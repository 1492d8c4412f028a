//! Core trait for record storage.
//!
//! # Design Principles
//!
//! - **String keys**: records are addressed by their normalised [`RecordId`]
//! - **Monotonic**: there is no delete; a key, once present, stays present
//! - **Minimal interface**: only what merging and inspection need

use crate::record::{Record, RecordId};

/// Outcome of an [`RecordStore::upsert`] call.
#[derive(Debug, Clone, Copy, PartialEq, Eq)]
pub enum Upsert {
    /// The key was not present before.
    Inserted,
    /// The key was present and its record has been replaced.
    Replaced,
}

/// Associative container mapping identifiers to their latest record.
///
/// Implementations hold exactly one record per identifier.
pub trait RecordStore: Send {
    /// Look up the current record for an identifier.
    fn get(&self, id: &RecordId) -> Option<&Record>;

    /// Insert or overwrite the record for an identifier.
    fn upsert(&mut self, id: RecordId, record: Record) -> Upsert;

    /// All identifiers currently stored, in no particular order.
    fn keys(&self) -> Vec<RecordId>;

    /// Number of stored identifiers.
    fn len(&self) -> usize;

    /// Returns true if nothing has been stored yet.
    fn is_empty(&self) -> bool {
        self.len() == 0
    }

    /// Returns true if the identifier is present.
    fn contains(&self, id: &RecordId) -> bool {
        self.get(id).is_some()
    }
}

----

Work order :: If a line of the data above contains "been", copy it out.

Solved problem ::
    /// The key was present and its record has been replaced.
    /// Returns true if nothing has been stored yet.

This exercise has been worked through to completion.